▶ **Data records**

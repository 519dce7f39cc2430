//! Trade requests handed to the execution engine.
//!
//! A [`TradeRequest`] is validated once at construction and immutable
//! afterwards; deserialization goes through the same validation.

use rust_decimal::Decimal;
use serde::{Deserialize, Serialize};
use std::collections::HashMap;

use crate::error::{CoreError, Result};
use crate::market::{InstrumentId, LegKey, PairId, VenueId};
use crate::order::OrderSide;
use crate::{Price, Size};

/// Whether the trade opens or closes the arbitrage position.
#[derive(Debug, Clone, Copy, PartialEq, Eq, Hash, Serialize, Deserialize)]
#[serde(rename_all = "lowercase")]
pub enum TradeIntent {
    Open,
    Close,
}

impl TradeIntent {
    pub fn is_open(&self) -> bool {
        matches!(self, Self::Open)
    }
}

/// One leg of a trade request.
#[derive(Debug, Clone, PartialEq, Eq, Serialize, Deserialize)]
pub struct TradeLeg {
    pub venue: VenueId,
    pub instrument: InstrumentId,
    pub side: OrderSide,
    /// Reference price the decision engine observed for this leg.
    pub target_price: Price,
    /// Absolute limit-price offset; overrides configured offsets.
    #[serde(default)]
    pub price_offset: Option<Price>,
}

impl TradeLeg {
    #[must_use]
    pub fn new(
        venue: VenueId,
        instrument: InstrumentId,
        side: OrderSide,
        target_price: Price,
    ) -> Self {
        Self {
            venue,
            instrument,
            side,
            target_price,
            price_offset: None,
        }
    }

    #[must_use]
    pub fn with_price_offset(mut self, offset: Price) -> Self {
        self.price_offset = Some(offset);
        self
    }

    #[must_use]
    pub fn key(&self) -> LegKey {
        LegKey::new(self.venue.clone(), self.instrument.clone())
    }
}

#[derive(Debug, Clone, Deserialize)]
struct RawTradeRequest {
    symbol: String,
    #[serde(default)]
    pair_id: Option<PairId>,
    legs: [TradeLeg; 2],
    quantity: Size,
    intent: TradeIntent,
    #[serde(default)]
    slippage_tolerance: Option<Decimal>,
    #[serde(default)]
    min_order_quantity: HashMap<VenueId, Size>,
}

/// A paired buy/sell request across two venues.
#[derive(Debug, Clone, Serialize, Deserialize)]
#[serde(try_from = "RawTradeRequest")]
pub struct TradeRequest {
    symbol: String,
    pair_id: PairId,
    legs: [TradeLeg; 2],
    quantity: Size,
    intent: TradeIntent,
    slippage_tolerance: Option<Decimal>,
    min_order_quantity: HashMap<VenueId, Size>,
}

impl TradeRequest {
    /// Build and validate a request. The pair id defaults to the symbol.
    pub fn new(
        symbol: impl Into<String>,
        first: TradeLeg,
        second: TradeLeg,
        quantity: Size,
        intent: TradeIntent,
    ) -> Result<Self> {
        let symbol = symbol.into();
        let request = Self {
            pair_id: PairId::new(symbol.clone()),
            symbol,
            legs: [first, second],
            quantity,
            intent,
            slippage_tolerance: None,
            min_order_quantity: HashMap::new(),
        };
        request.validate()?;
        Ok(request)
    }

    #[must_use]
    pub fn with_pair_id(mut self, pair_id: PairId) -> Self {
        self.pair_id = pair_id;
        self
    }

    /// Slippage tolerance as a fraction (0.005 = 0.5%), already resolved for
    /// the venues involved.
    pub fn with_slippage_tolerance(mut self, tolerance: Decimal) -> Result<Self> {
        if tolerance.is_sign_negative() {
            return Err(CoreError::InvalidRequest(format!(
                "negative slippage tolerance {tolerance}"
            )));
        }
        self.slippage_tolerance = Some(tolerance);
        Ok(self)
    }

    #[must_use]
    pub fn with_min_order_quantity(mut self, venue: VenueId, min: Size) -> Self {
        self.min_order_quantity.insert(venue, min);
        self
    }

    fn validate(&self) -> Result<()> {
        let [a, b] = &self.legs;
        if a.side == b.side {
            return Err(CoreError::InvalidRequest(format!(
                "legs must be on opposite sides, both are {}",
                a.side
            )));
        }
        if !self.quantity.is_positive() {
            return Err(CoreError::InvalidSize(format!(
                "quantity must be positive, got {}",
                self.quantity
            )));
        }
        for leg in &self.legs {
            if !leg.target_price.is_positive() {
                return Err(CoreError::InvalidPrice(format!(
                    "{} target price must be positive, got {}",
                    leg.key(),
                    leg.target_price
                )));
            }
        }
        if a.key() == b.key() {
            return Err(CoreError::InvalidRequest(format!(
                "both legs target {}",
                a.key()
            )));
        }
        Ok(())
    }

    pub fn symbol(&self) -> &str {
        &self.symbol
    }

    pub fn pair_id(&self) -> &PairId {
        &self.pair_id
    }

    pub fn quantity(&self) -> Size {
        self.quantity
    }

    pub fn intent(&self) -> TradeIntent {
        self.intent
    }

    pub fn is_open(&self) -> bool {
        self.intent.is_open()
    }

    pub fn slippage_tolerance(&self) -> Option<Decimal> {
        self.slippage_tolerance
    }

    pub fn legs(&self) -> &[TradeLeg; 2] {
        &self.legs
    }

    pub fn buy_leg(&self) -> &TradeLeg {
        self.leg(OrderSide::Buy)
    }

    pub fn sell_leg(&self) -> &TradeLeg {
        self.leg(OrderSide::Sell)
    }

    /// The leg on `side`. Validation guarantees exactly one exists.
    pub fn leg(&self, side: OrderSide) -> &TradeLeg {
        let [a, b] = &self.legs;
        if a.side == side {
            a
        } else {
            b
        }
    }

    /// Both leg locations, buy first.
    pub fn leg_keys(&self) -> Vec<LegKey> {
        vec![self.buy_leg().key(), self.sell_leg().key()]
    }

    pub fn min_order_quantity(&self, venue: &VenueId) -> Option<Size> {
        self.min_order_quantity.get(venue).copied()
    }
}

impl TryFrom<RawTradeRequest> for TradeRequest {
    type Error = CoreError;

    fn try_from(raw: RawTradeRequest) -> Result<Self> {
        let [first, second] = raw.legs;
        let mut request = Self::new(raw.symbol, first, second, raw.quantity, raw.intent)?;
        if let Some(pair_id) = raw.pair_id {
            request.pair_id = pair_id;
        }
        if let Some(tolerance) = raw.slippage_tolerance {
            request = request.with_slippage_tolerance(tolerance)?;
        }
        request.min_order_quantity = raw.min_order_quantity;
        Ok(request)
    }
}

#[cfg(test)]
mod tests {
    use super::*;
    use rust_decimal_macros::dec;

    fn leg(venue: &str, side: OrderSide, price: Decimal) -> TradeLeg {
        TradeLeg::new(venue.into(), "ETH".into(), side, Price::new(price))
    }

    #[test]
    fn test_request_requires_opposite_sides() {
        let err = TradeRequest::new(
            "ETH",
            leg("alpha", OrderSide::Buy, dec!(100)),
            leg("beta", OrderSide::Buy, dec!(101)),
            Size::ONE,
            TradeIntent::Open,
        )
        .unwrap_err();
        assert!(matches!(err, CoreError::InvalidRequest(_)));
    }

    #[test]
    fn test_request_rejects_zero_quantity() {
        let err = TradeRequest::new(
            "ETH",
            leg("alpha", OrderSide::Buy, dec!(100)),
            leg("beta", OrderSide::Sell, dec!(101)),
            Size::ZERO,
            TradeIntent::Open,
        )
        .unwrap_err();
        assert!(matches!(err, CoreError::InvalidSize(_)));
    }

    #[test]
    fn test_request_leg_lookup() {
        let request = TradeRequest::new(
            "ETH",
            leg("beta", OrderSide::Sell, dec!(101)),
            leg("alpha", OrderSide::Buy, dec!(100)),
            Size::ONE,
            TradeIntent::Close,
        )
        .unwrap();

        assert_eq!(request.buy_leg().venue.as_str(), "alpha");
        assert_eq!(request.sell_leg().venue.as_str(), "beta");
        assert_eq!(request.pair_id().as_str(), "ETH");
        assert!(!request.is_open());
    }

    #[test]
    fn test_request_deserialize_validates() {
        let json = r#"{
            "symbol": "ETH",
            "legs": [
                {"venue": "Alpha", "instrument": "eth-perp", "side": "buy", "target_price": "100"},
                {"venue": "beta", "instrument": "ETH-PERP", "side": "sell", "target_price": "101"}
            ],
            "quantity": "0.5",
            "intent": "open",
            "slippage_tolerance": "0.002"
        }"#;
        let request: TradeRequest = serde_json::from_str(json).unwrap();
        assert_eq!(request.buy_leg().venue.as_str(), "alpha");
        assert_eq!(request.slippage_tolerance(), Some(dec!(0.002)));

        let bad = json.replace("\"sell\"", "\"buy\"");
        assert!(serde_json::from_str::<TradeRequest>(&bad).is_err());
    }
}
//! Application configuration.

use std::collections::HashSet;
use std::path::Path;

use arbx_core::VenueId;
use arbx_executor::EngineConfig;
use serde::{Deserialize, Serialize};

use crate::error::{AppError, AppResult};

/// One in-memory paper venue.
#[derive(Debug, Clone, Serialize, Deserialize)]
pub struct PaperVenueConfig {
    pub name: String,
    /// Deliver order updates over push. `false` makes the venue pull only.
    #[serde(default = "default_push")]
    pub push: bool,
}

fn default_push() -> bool {
    true
}

/// Top-level configuration.
#[derive(Debug, Clone, Default, Serialize, Deserialize)]
pub struct AppConfig {
    /// Log filter used when `RUST_LOG` is unset.
    #[serde(default)]
    pub log_filter: Option<String>,
    /// Capacity of the engine event channel. Default: 256.
    #[serde(default = "default_event_buffer")]
    pub event_buffer: usize,
    #[serde(default)]
    pub engine: EngineConfig,
    #[serde(default)]
    pub venues: Vec<PaperVenueConfig>,
}

fn default_event_buffer() -> usize {
    256
}

impl AppConfig {
    /// Load from a specific file.
    pub fn from_file(path: impl AsRef<Path>) -> AppResult<Self> {
        let content = std::fs::read_to_string(path.as_ref())
            .map_err(|e| AppError::Config(format!("Failed to read config: {e}")))?;
        Self::from_toml_str(&content)
    }

    /// Parse and validate TOML text.
    pub fn from_toml_str(content: &str) -> AppResult<Self> {
        let config: Self = toml::from_str(content)
            .map_err(|e| AppError::Config(format!("Failed to parse config: {e}")))?;
        config.validate()?;
        Ok(config)
    }

    pub fn validate(&self) -> AppResult<()> {
        self.engine.validate()?;
        if self.venues.len() < 2 {
            return Err(AppError::Config(
                "At least two venues are required".to_string(),
            ));
        }
        if self.event_buffer == 0 {
            return Err(AppError::Config("event_buffer must be positive".to_string()));
        }
        let mut seen = HashSet::new();
        for venue in &self.venues {
            let id = VenueId::new(&venue.name);
            if id.as_str().is_empty() {
                return Err(AppError::Config("Venue name must not be empty".to_string()));
            }
            if !seen.insert(id) {
                return Err(AppError::Config(format!(
                    "Duplicate venue: {}",
                    venue.name
                )));
            }
        }
        Ok(())
    }
}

▶ **Assignment**
Run a filter over the data above and keep each line that contains the word "usize".

▶ **Exercise response**
    pub event_buffer: usize,
fn default_event_buffer() -> usize {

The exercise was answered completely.